Source material
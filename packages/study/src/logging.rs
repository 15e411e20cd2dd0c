use std::path::PathBuf;

use tracing_appender::non_blocking::WorkerGuard;
use tracing_appender::rolling::{RollingFileAppender, Rotation};
use tracing_subscriber::{fmt, layer::SubscriberExt, util::SubscriberInitExt, EnvFilter};

const LOG_FILE_PREFIX: &str = "hsk-study.log";

/// Keeps the background log writer alive; drop it last
pub struct FileLogGuard {
    _guard: WorkerGuard,
}

fn is_truthy(value: &str) -> bool {
    matches!(value.trim(), "1" | "true" | "TRUE" | "yes")
}

pub fn file_logging_enabled() -> bool {
    std::env::var("ENABLE_FILE_LOGS")
        .map(|v| is_truthy(&v))
        .unwrap_or(false)
}

/// Log directory when file logging is on and the directory is usable
fn file_log_dir() -> Option<PathBuf> {
    if !file_logging_enabled() {
        return None;
    }
    let dir = PathBuf::from(std::env::var("LOG_DIR").unwrap_or_else(|_| "./logs".to_string()));
    match std::fs::create_dir_all(&dir) {
        Ok(()) => Some(dir),
        Err(err) => {
            eprintln!("failed to create log directory {}: {err}", dir.display());
            None
        }
    }
}

/// Install the global subscriber. Console output goes to stderr so it never
/// interleaves with the study prompts on stdout.
pub fn init_tracing(log_level: &str) -> Option<FileLogGuard> {
    let env_filter = EnvFilter::try_new(log_level).unwrap_or_else(|_| EnvFilter::new("warn"));
    let console_layer = fmt::layer().with_target(true).with_writer(std::io::stderr);

    let (file_layer, guard) = match file_log_dir() {
        Some(dir) => {
            let appender = RollingFileAppender::new(Rotation::DAILY, dir, LOG_FILE_PREFIX);
            let (writer, guard) = tracing_appender::non_blocking(appender);
            let layer = fmt::layer()
                .with_writer(writer)
                .with_ansi(false)
                .with_target(true);
            (Some(layer), Some(FileLogGuard { _guard: guard }))
        }
        None => (None, None),
    };

    tracing_subscriber::registry()
        .with(env_filter)
        .with(console_layer)
        .with(file_layer)
        .init();

    guard
}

Exercise
All records above need to be set down again exactly as written.

Your response
filename packages/study/src/logging.rs
repository 15e411e20cd2dd0c
use std::path::PathBuf;

use tracing_appender::non_blocking::WorkerGuard;
use tracing_appender::rolling::{RollingFileAppender, Rotation};
use tracing_subscriber::{fmt, layer::SubscriberExt, util::SubscriberInitExt, EnvFilter};

const LOG_FILE_PREFIX: &str = "hsk-study.log";

/// Keeps the background log writer alive; drop it last
pub struct FileLogGuard {
    _guard: WorkerGuard,
}

fn is_truthy(value: &str) -> bool {
    matches!(value.trim(), "1" | "true" | "TRUE" | "yes")
}

pub fn file_logging_enabled() -> bool {
    std::env::var("ENABLE_FILE_LOGS")
        .map(|v| is_truthy(&v))
        .unwrap_or(false)
}

/// Log directory when file logging is on and the directory is usable
fn file_log_dir() -> Option<PathBuf> {
    if !file_logging_enabled() {
        return None;
    }
    let dir = PathBuf::from(std::env::var("LOG_DIR").unwrap_or_else(|_| "./logs".to_string()));
    match std::fs::create_dir_all(&dir) {
        Ok(()) => Some(dir),
        Err(err) => {
            eprintln!("failed to create log directory {}: {err}", dir.display());
            None
        }
    }
}

/// Install the global subscriber. Console output goes to stderr so it never
/// interleaves with the study prompts on stdout.
pub fn init_tracing(log_level: &str) -> Option<FileLogGuard> {
    let env_filter = EnvFilter::try_new(log_level).unwrap_or_else(|_| EnvFilter::new("warn"));
    let console_layer = fmt::layer().with_target(true).with_writer(std::io::stderr);

    let (file_layer, guard) = match file_log_dir() {
        Some(dir) => {
            let appender = RollingFileAppender::new(Rotation::DAILY, dir, LOG_FILE_PREFIX);
            let (writer, guard) = tracing_appender::non_blocking(appender);
            let layer = fmt::layer()
                .with_writer(writer)
                .with_ansi(false)
                .with_target(true);
            (Some(layer), Some(FileLogGuard { _guard: guard }))
        }
        None => (None, None),
    };

    tracing_subscriber::registry()
        .with(env_filter)
        .with(console_layer)
        .with(file_layer)
        .init();

    guard
}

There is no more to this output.